What you are asked to do: From the material below, copy out each line with the word "Skipped" in it.
=== Information ===
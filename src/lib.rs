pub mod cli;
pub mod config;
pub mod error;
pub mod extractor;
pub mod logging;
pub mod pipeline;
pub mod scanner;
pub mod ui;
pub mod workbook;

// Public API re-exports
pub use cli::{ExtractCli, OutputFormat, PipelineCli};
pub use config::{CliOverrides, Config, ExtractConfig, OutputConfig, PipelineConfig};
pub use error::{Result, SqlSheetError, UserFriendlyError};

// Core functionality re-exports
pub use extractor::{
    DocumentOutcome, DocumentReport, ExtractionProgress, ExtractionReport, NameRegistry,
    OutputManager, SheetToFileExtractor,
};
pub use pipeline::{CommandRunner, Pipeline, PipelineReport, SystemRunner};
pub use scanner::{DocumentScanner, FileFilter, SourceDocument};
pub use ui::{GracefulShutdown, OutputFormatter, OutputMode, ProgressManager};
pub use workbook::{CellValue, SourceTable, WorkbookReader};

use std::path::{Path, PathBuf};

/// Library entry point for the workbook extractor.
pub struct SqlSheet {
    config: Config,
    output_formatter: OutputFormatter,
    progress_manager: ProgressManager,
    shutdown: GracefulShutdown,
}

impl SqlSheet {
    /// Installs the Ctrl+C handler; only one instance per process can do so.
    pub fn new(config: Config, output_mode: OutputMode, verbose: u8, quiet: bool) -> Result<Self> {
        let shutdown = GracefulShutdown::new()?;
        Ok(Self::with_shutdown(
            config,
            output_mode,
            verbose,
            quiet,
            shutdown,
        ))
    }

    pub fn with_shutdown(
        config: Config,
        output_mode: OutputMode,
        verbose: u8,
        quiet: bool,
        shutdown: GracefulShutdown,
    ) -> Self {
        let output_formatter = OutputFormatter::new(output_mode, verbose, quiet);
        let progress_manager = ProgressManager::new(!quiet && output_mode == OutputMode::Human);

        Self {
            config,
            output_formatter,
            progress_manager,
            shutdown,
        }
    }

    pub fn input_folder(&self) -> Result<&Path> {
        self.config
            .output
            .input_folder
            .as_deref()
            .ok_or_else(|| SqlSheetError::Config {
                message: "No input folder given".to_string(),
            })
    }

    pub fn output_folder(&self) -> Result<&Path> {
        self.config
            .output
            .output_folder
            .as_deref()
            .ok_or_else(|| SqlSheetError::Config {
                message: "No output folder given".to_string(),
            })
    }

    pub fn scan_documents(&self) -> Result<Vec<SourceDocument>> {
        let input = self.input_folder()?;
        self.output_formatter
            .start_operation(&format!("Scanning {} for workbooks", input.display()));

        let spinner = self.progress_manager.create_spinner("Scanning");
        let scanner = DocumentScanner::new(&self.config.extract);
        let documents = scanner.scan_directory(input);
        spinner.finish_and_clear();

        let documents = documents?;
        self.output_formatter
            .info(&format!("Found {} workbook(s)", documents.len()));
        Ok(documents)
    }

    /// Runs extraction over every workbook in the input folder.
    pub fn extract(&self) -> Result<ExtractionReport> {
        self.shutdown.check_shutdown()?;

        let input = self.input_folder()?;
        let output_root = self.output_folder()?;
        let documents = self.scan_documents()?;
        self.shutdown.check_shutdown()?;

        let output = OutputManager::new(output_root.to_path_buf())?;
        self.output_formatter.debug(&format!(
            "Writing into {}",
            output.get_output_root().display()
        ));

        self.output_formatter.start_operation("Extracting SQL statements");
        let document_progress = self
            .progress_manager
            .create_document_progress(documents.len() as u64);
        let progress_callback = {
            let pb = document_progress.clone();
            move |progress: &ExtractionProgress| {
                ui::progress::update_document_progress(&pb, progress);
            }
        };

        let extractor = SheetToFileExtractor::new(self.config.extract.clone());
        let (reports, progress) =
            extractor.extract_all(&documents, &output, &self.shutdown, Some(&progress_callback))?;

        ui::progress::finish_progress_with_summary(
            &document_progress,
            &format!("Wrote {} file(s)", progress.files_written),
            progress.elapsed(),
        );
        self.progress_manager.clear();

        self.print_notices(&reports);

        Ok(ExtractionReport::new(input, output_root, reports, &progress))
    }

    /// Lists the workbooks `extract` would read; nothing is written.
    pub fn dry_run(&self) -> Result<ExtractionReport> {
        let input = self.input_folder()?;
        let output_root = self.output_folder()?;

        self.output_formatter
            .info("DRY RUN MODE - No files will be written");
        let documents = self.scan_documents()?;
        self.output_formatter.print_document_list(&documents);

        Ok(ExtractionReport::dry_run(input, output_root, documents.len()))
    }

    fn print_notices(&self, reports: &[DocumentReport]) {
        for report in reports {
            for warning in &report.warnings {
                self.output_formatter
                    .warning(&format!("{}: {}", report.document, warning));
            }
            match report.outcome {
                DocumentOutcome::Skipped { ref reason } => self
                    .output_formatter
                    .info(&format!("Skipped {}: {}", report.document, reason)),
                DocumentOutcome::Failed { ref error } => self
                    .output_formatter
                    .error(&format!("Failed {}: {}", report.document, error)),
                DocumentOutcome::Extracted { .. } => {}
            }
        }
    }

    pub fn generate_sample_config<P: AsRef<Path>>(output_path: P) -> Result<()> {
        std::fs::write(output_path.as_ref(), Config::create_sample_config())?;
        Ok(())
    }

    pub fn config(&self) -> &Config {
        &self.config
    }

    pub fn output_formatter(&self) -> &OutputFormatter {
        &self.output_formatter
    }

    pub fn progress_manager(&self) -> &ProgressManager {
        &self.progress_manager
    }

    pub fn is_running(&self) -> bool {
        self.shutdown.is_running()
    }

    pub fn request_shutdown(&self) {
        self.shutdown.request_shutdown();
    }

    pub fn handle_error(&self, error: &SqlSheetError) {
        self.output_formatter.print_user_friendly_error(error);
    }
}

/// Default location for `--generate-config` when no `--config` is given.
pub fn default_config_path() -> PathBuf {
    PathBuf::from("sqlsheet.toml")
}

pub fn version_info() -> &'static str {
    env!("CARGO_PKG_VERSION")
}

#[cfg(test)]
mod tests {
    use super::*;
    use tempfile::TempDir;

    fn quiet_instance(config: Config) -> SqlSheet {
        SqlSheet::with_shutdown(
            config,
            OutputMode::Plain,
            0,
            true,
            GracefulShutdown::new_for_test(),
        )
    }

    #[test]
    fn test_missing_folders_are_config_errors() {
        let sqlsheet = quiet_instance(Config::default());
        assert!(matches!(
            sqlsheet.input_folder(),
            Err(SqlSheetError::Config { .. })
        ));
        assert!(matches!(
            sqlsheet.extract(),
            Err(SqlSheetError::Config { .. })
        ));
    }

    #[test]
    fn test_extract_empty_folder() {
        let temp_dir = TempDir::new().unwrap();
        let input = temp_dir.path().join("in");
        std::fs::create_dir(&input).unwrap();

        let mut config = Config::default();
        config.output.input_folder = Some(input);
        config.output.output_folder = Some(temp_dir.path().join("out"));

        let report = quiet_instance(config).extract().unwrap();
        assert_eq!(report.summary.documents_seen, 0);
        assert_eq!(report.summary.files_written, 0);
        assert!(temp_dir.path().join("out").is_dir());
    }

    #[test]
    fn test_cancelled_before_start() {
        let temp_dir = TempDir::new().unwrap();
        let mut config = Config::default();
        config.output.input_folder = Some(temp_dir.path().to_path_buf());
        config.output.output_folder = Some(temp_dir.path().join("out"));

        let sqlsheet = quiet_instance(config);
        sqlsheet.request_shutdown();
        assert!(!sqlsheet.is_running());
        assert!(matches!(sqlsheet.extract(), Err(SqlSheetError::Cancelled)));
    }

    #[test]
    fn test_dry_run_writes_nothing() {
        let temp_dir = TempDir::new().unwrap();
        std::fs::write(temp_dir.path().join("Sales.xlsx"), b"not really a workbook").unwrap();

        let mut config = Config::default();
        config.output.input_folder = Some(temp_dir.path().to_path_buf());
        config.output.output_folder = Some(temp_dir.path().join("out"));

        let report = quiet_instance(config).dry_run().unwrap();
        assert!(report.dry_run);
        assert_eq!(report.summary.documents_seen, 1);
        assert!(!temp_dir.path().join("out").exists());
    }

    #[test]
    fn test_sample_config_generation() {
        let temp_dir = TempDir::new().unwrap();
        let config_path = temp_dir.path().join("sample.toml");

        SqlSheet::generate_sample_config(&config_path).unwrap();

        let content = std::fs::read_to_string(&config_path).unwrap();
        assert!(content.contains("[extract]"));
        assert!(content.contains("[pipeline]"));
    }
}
===
Written response:
                DocumentOutcome::Skipped { ref reason } => self
                    .info(&format!("Skipped {}: {}", report.document, reason)),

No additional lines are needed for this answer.